Cosi Daniele Capezzone, deputato di Noi con l'Italia, vicepresidente Acre, direttore New Direction Italia. "Se non è insider trading questo, ditemi cos'è l'insider trading... In tutte le sedi – pubbliche, private, orali, scritte – ho chiesto che la Commissione Banche audisse anche i vertici di Assopopolari e si occupasse a fondo della storiaccia del decreto renziano sulle popolari. La risposta è stata negativa. Quel decreto, non dimentichiamolo, è stato un intervento dirigista e illiberale: tale da favorire non la concorrenza ma un oligopolio bancario. Da sottolineare anche un dettaglio formale: il decreto fu varato in "vacanza" di un Presidente della Repubblica (Napolitano aveva appena lasciato), con funzioni vicarie esercitate dal Presidente del Senato Grasso, che (nonostante i suggerimenti e le puntuali osservazioni di molti, incluso – ultimo – chi scrive queste righe) firmò il decreto avallando senza fiatare le ragioni di straordinarietà e urgenza dell'intervento normativo… Aggiungo due cose.
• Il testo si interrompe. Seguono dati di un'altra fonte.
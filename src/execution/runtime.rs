//! Pipeline runtime - sequences stages and fans out their steps

use crate::{
    backend::Engine,
    core::{Config, Stage},
    execution::{Logger, RuntimeError, StepExecutor, Tracer},
};
use chrono::{DateTime, Utc};
use std::sync::Arc;
use tokio::task::JoinSet;
use tokio_util::sync::CancellationToken;
use tracing::{error, info, warn};
use uuid::Uuid;

/// Live execution context for one pipeline run
///
/// Stages run strictly in order and the steps of a stage run concurrently.
/// A failed stage does not stop the run: its error becomes the accumulated
/// pipeline error, which later steps are gated on, and is reported as the
/// run result unless a later stage fails too. The backend environment is
/// destroyed and closed exactly once when [`Runtime::run`] finishes, whatever
/// the outcome.
pub struct Runtime<E> {
    config: Arc<Config>,
    engine: Arc<E>,
    tracer: Option<Arc<dyn Tracer>>,
    logger: Option<Arc<dyn Logger>>,
    cancel: CancellationToken,
    run_id: Uuid,
}

impl<E: Engine + 'static> Runtime<E> {
    pub fn new(config: Config, engine: E) -> Self {
        Self {
            config: Arc::new(config),
            engine: Arc::new(engine),
            tracer: None,
            logger: None,
            cancel: CancellationToken::new(),
            run_id: Uuid::new_v4(),
        }
    }

    pub fn with_tracer(mut self, tracer: Arc<dyn Tracer>) -> Self {
        self.tracer = Some(tracer);
        self
    }

    pub fn with_logger(mut self, logger: Arc<dyn Logger>) -> Self {
        self.logger = Some(logger);
        self
    }

    /// Use an externally owned cancellation signal
    pub fn with_cancellation(mut self, token: CancellationToken) -> Self {
        self.cancel = token;
        self
    }

    /// Handle that cancels this run
    pub fn cancellation_token(&self) -> CancellationToken {
        self.cancel.clone()
    }

    pub fn run_id(&self) -> Uuid {
        self.run_id
    }

    /// Run the pipeline to completion and tear down the environment
    pub async fn run(self) -> Result<(), RuntimeError> {
        let started_at = Utc::now();
        info!(
            "Starting pipeline run {} ({} stages, {} steps)",
            self.run_id,
            self.config.stages.len(),
            self.config.step_count()
        );

        let result = self.run_stages(started_at).await;
        self.teardown().await;

        match &result {
            Ok(()) => info!("Pipeline run {} completed", self.run_id),
            Err(RuntimeError::Cancelled) => warn!("Pipeline run {} cancelled", self.run_id),
            Err(e) => error!("Pipeline run {} failed: {}", self.run_id, e),
        }
        result
    }

    async fn run_stages(&self, started_at: DateTime<Utc>) -> Result<(), RuntimeError> {
        tokio::select! {
            biased;
            _ = self.cancel.cancelled() => return Err(RuntimeError::Cancelled),
            setup = self.engine.setup(&self.config) => setup.map_err(RuntimeError::Setup)?,
        }

        let executor = Arc::new(StepExecutor::new(
            Arc::clone(&self.engine),
            self.tracer.clone(),
            self.logger.clone(),
            self.run_id,
            started_at,
        ));

        // Owned by this loop alone; step tasks only ever see a snapshot
        let mut failure: Option<RuntimeError> = None;
        for stage in &self.config.stages {
            if self.cancel.is_cancelled() {
                warn!("Not starting stage {}: run cancelled", stage.name);
                return Err(RuntimeError::Cancelled);
            }
            if let Some(err) = self.exec_all(&executor, stage, failure.clone()).await? {
                failure = Some(err);
            }
        }

        match failure {
            Some(err) => Err(err),
            None => Ok(()),
        }
    }

    /// Run every step of a stage concurrently
    ///
    /// All steps run to completion; the first error to arrive is the stage
    /// result. Returns `Err(Cancelled)` if the run is cancelled first.
    async fn exec_all(
        &self,
        executor: &Arc<StepExecutor<E>>,
        stage: &Stage,
        failure: Option<RuntimeError>,
    ) -> Result<Option<RuntimeError>, RuntimeError> {
        info!("Running stage {} ({} steps)", stage.name, stage.steps.len());

        let mut tasks = JoinSet::new();
        for step in &stage.steps {
            let executor = Arc::clone(executor);
            let step = step.clone();
            let failure = failure.clone();
            let cancel = self.cancel.clone();
            tasks.spawn(async move {
                // A task first polled after cancellation never reaches the backend
                let result = tokio::select! {
                    biased;
                    _ = cancel.cancelled() => Err(RuntimeError::Cancelled),
                    result = executor.execute(&step, failure.as_ref()) => result,
                };
                (step.name, result)
            });
        }

        let mut first_error = None;
        loop {
            tokio::select! {
                biased;
                _ = self.cancel.cancelled() => {
                    warn!("Cancelling stage {}", stage.name);
                    tasks.abort_all();
                    // Drain first so no task can register a step after the kill sweep
                    while tasks.join_next().await.is_some() {}
                    executor.kill_running().await;
                    return Err(RuntimeError::Cancelled);
                }
                joined = tasks.join_next() => match joined {
                    None => break,
                    Some(Ok((_, Ok(_)))) => {}
                    Some(Ok((name, Err(err)))) => {
                        error!("Step {} failed: {}", name, err);
                        first_error.get_or_insert(err);
                    }
                    Some(Err(join_error)) => {
                        error!("Step task in stage {} did not finish: {}", stage.name, join_error);
                        first_error.get_or_insert(RuntimeError::Panicked {
                            stage: stage.name.clone(),
                            message: join_error.to_string(),
                        });
                    }
                },
            }
        }

        Ok(first_error)
    }

    async fn teardown(&self) {
        if let Err(e) = self.engine.destroy(&self.config).await {
            warn!("Failed to destroy pipeline environment: {}", e);
        }
        if let Err(e) = self.engine.close().await {
            warn!("Failed to close backend: {}", e);
        }
    }
}
//! Test: Cancellation - stopping a run mid-stage

use crate::helpers::*;
use pipeline_runtime::core::{Config, Stage, Step};
use pipeline_runtime::{Runtime, RuntimeError, RunStatus};
use std::time::Duration;
use tokio_util::sync::CancellationToken;

fn long_running() -> Config {
    Config::new(vec![
        Stage::new(
            "test",
            vec![Step::new("integration", "rust"), Step::new("unit", "rust")],
        ),
        Stage::new("deploy", vec![Step::new("deploy", "alpine")]),
    ])
}

/// Cancelling kills running steps and stops later stages
#[tokio::test]
async fn test_cancel_mid_stage() {
    let engine = MockEngine::new().hanging("integration");
    let runtime = Runtime::new(long_running(), engine.clone());
    let cancel = runtime.cancellation_token();

    tokio::spawn(async move {
        tokio::time::sleep(Duration::from_millis(50)).await;
        cancel.cancel();
    });

    let result = runtime.run().await;
    assert_eq!(result, Err(RuntimeError::Cancelled));
    assert_eq!(RunStatus::of(&result), RunStatus::Cancelled);

    assert_eq!(engine.count(&Event::Kill("integration".to_string())), 1);
    // Finished steps are not killed
    assert_eq!(engine.count(&Event::Kill("unit".to_string())), 0);
    assert!(!engine.executed().contains(&"deploy".to_string()));
    assert_eq!(engine.count(&Event::Destroy), 1);
    assert_eq!(engine.count(&Event::Close), 1);
}

/// A detached step still running at cancellation is killed too
#[tokio::test]
async fn test_cancel_kills_detached_steps() {
    let engine = MockEngine::new().hanging("test");
    let config = Config::new(vec![
        Stage::new("services", vec![Step::new("db", "postgres:16").detached()]),
        Stage::new("test", vec![Step::new("test", "rust")]),
    ]);
    let token = CancellationToken::new();
    let runtime = Runtime::new(config, engine.clone()).with_cancellation(token.clone());

    tokio::spawn(async move {
        tokio::time::sleep(Duration::from_millis(50)).await;
        token.cancel();
    });

    assert_eq!(runtime.run().await, Err(RuntimeError::Cancelled));
    assert_eq!(engine.count(&Event::Kill("db".to_string())), 1);
    assert_eq!(engine.count(&Event::Kill("test".to_string())), 1);
}

/// A run cancelled before it starts never sets up but still tears down
#[tokio::test]
async fn test_cancel_before_start() {
    let engine = MockEngine::new();
    let runtime = Runtime::new(long_running(), engine.clone());
    runtime.cancellation_token().cancel();

    assert_eq!(runtime.run().await, Err(RuntimeError::Cancelled));
    assert_eq!(engine.events(), vec![Event::Destroy, Event::Close]);
}

fn wide_stage(width: usize) -> Config {
    let steps = (0..width)
        .map(|i| Step::new(format!("shard-{}", i), "rust"))
        .collect();
    Config::new(vec![Stage::new("shards", steps)])
}

/// Cancelling while setup runs starts no step, even with worker threads racing
#[tokio::test(flavor = "multi_thread", worker_threads = 4)]
async fn test_cancel_during_setup_starts_nothing() {
    for _ in 0..100 {
        let token = CancellationToken::new();
        let engine = MockEngine::new().cancel_on(Event::Setup, token.clone());
        let result = Runtime::new(wide_stage(8), engine.clone())
            .with_cancellation(token)
            .run()
            .await;

        assert_eq!(result, Err(RuntimeError::Cancelled));
        assert!(engine.executed().is_empty(), "started after cancellation: {:?}", engine.executed());
        assert_eq!(engine.count(&Event::Destroy), 1);
    }
}

/// Cancelling as a stage finishes keeps the next stage from starting
#[tokio::test(flavor = "multi_thread", worker_threads = 4)]
async fn test_cancel_at_stage_boundary() {
    let token = CancellationToken::new();
    let engine = MockEngine::new().cancel_on(Event::Wait("build".to_string()), token.clone());

    let result = Runtime::new(ci_config(), engine.clone())
        .with_cancellation(token)
        .run()
        .await;

    assert_eq!(result, Err(RuntimeError::Cancelled));
    assert_eq!(engine.executed(), vec!["build"]);
}

/// A step whose start is interrupted by cancellation is still killed
#[tokio::test]
async fn test_cancel_during_exec_kills_step() {
    let token = CancellationToken::new();
    let engine = MockEngine::new()
        .stalled_exec("deploy")
        .cancel_on(Event::Exec("deploy".to_string()), token.clone());
    let config = Config::new(vec![Stage::new("deploy", vec![Step::new("deploy", "alpine")])]);

    let result = Runtime::new(config, engine.clone())
        .with_cancellation(token)
        .run()
        .await;

    assert_eq!(result, Err(RuntimeError::Cancelled));
    assert_eq!(engine.count(&Event::Kill("deploy".to_string())), 1);
    assert!(engine.position(&Event::Kill("deploy".to_string())) < engine.position(&Event::Destroy));
}
//! Test: Hooks - tracer snapshots and logger streams

use crate::helpers::*;
use pipeline_runtime::core::{Config, Stage, Step};
use pipeline_runtime::{Runtime, RuntimeError};
use std::sync::Arc;

/// The tracer sees each step before and after it runs
#[tokio::test]
async fn test_tracer_called_pre_then_post() {
    let engine = MockEngine::new().with_exit("test", 7);
    let tracer = RecordingTracer::new();

    let runtime = Runtime::new(ci_config(), engine).with_tracer(Arc::new(tracer.clone()));
    let run_id = runtime.run_id();
    runtime.run().await.unwrap_err();

    let test = tracer.for_step("test");
    assert_eq!(test.len(), 2);
    assert!(test[0].process.is_none());
    assert_eq!(test[1].process.map(|p| p.exit_code), Some(7));
    assert!(test.iter().all(|s| s.run_id == run_id));

    // The failure is visible to steps of later stages
    let notify = tracer.for_step("notify");
    assert!(notify[0].failed());
    assert_eq!(notify[0].error.as_ref().and_then(|e| e.step_name()), Some("test"));

    let started_at = tracer.snapshots()[0].started_at;
    assert!(tracer.snapshots().iter().all(|s| s.started_at == started_at));
}

/// A tracer skip prevents the step from starting
#[tokio::test]
async fn test_tracer_skip_prevents_exec() {
    let engine = MockEngine::new();
    let tracer = RecordingTracer::skipping(&["lint"]);

    let result = Runtime::new(ci_config(), engine.clone())
        .with_tracer(Arc::new(tracer.clone()))
        .run()
        .await;

    assert!(result.is_ok());
    assert!(!engine.executed().contains(&"lint".to_string()));
    assert_eq!(tracer.for_step("lint").len(), 1);
}

/// A tracer abort fails the step without starting it
#[tokio::test]
async fn test_tracer_abort_fails_step() {
    let engine = MockEngine::new();
    let tracer = RecordingTracer::aborting(&["build"]);

    let result = Runtime::new(ci_config(), engine.clone())
        .with_tracer(Arc::new(tracer))
        .run()
        .await;

    assert_eq!(
        result,
        Err(RuntimeError::Trace {
            step: "build".to_string(),
            message: "blocked by policy".to_string()
        })
    );
    assert!(!engine.executed().contains(&"build".to_string()));
}

/// Gated steps never reach the tracer
#[tokio::test]
async fn test_gated_step_is_not_traced() {
    let engine = MockEngine::new().with_exit("build", 1);
    let tracer = RecordingTracer::new();
    let config = Config::new(vec![
        Stage::new("build", vec![Step::new("build", "rust")]),
        Stage::new(
            "deploy",
            vec![Step::new("deploy", "alpine")
                .with_run_policy(pipeline_runtime::RunPolicy::OnSuccess)],
        ),
    ]);

    Runtime::new(config, engine)
        .with_tracer(Arc::new(tracer.clone()))
        .run()
        .await
        .unwrap_err();
    assert!(tracer.for_step("deploy").is_empty());
}

/// The logger receives each step's output
#[tokio::test]
async fn test_logger_receives_output() {
    let engine = MockEngine::new()
        .with_output("build", "Compiling app v0.1.0\nFinished\n")
        .with_output("test", "test result: ok\n");
    let logger = CollectingLogger::new();

    Runtime::new(ci_config(), engine.clone())
        .with_logger(Arc::new(logger.clone()))
        .run()
        .await
        .unwrap();

    assert_eq!(
        logger.output_of("build").await.as_deref(),
        Some("Compiling app v0.1.0\nFinished\n")
    );
    assert_eq!(logger.output_of("test").await.as_deref(), Some("test result: ok\n"));
    assert_eq!(engine.count(&Event::Tail("notify".to_string())), 1);
}

/// Without a logger no output stream is opened
#[tokio::test]
async fn test_no_logger_no_tail() {
    let engine = MockEngine::new();
    let config = Config::new(vec![Stage::new("build", vec![Step::new("build", "rust")])]);

    Runtime::new(config, engine.clone()).run().await.unwrap();
    assert_eq!(engine.count(&Event::Tail("build".to_string())), 0);
}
La prima. Pur da posizioni di minoranza, com'è noto, presiedevo la Commissione Finanze della Camera ai tempi del blitz renziano. Pur rispettando doverosamente le prerogative della maggioranza, promossi audizioni, cercai di fare il possibile affinché (einaudianamente, appunto) ciascuno potesse "conoscere per deliberare", e magari ripensarci. In quel caso, ci fu un'audizione limpida e coraggiosa di Giuseppe Vegas, presidente della Consob, corredata da una rassegna stampa tutta da rileggere. Eppure fu largamente ignorata: calò uno strano silenziatore sulle osservazioni della Consob. E il Governo, quindi, andò avanti come un carro armato.

La seconda. Il carro armato aveva però molta sabbia nei suoi cingoli. Tuttora infatti molti aspetti della "riforma" sono sub iudice dinanzi alla Corte Costituzionale. E né i promotori renziani né i loro accompagnatori musicali sui giornaloni si sono mai troppo preoccupati di spiegare rischi e conseguenze di uno stallo (prevedibile) e di un'incertezza giuridica che in diversi avevamo paventato".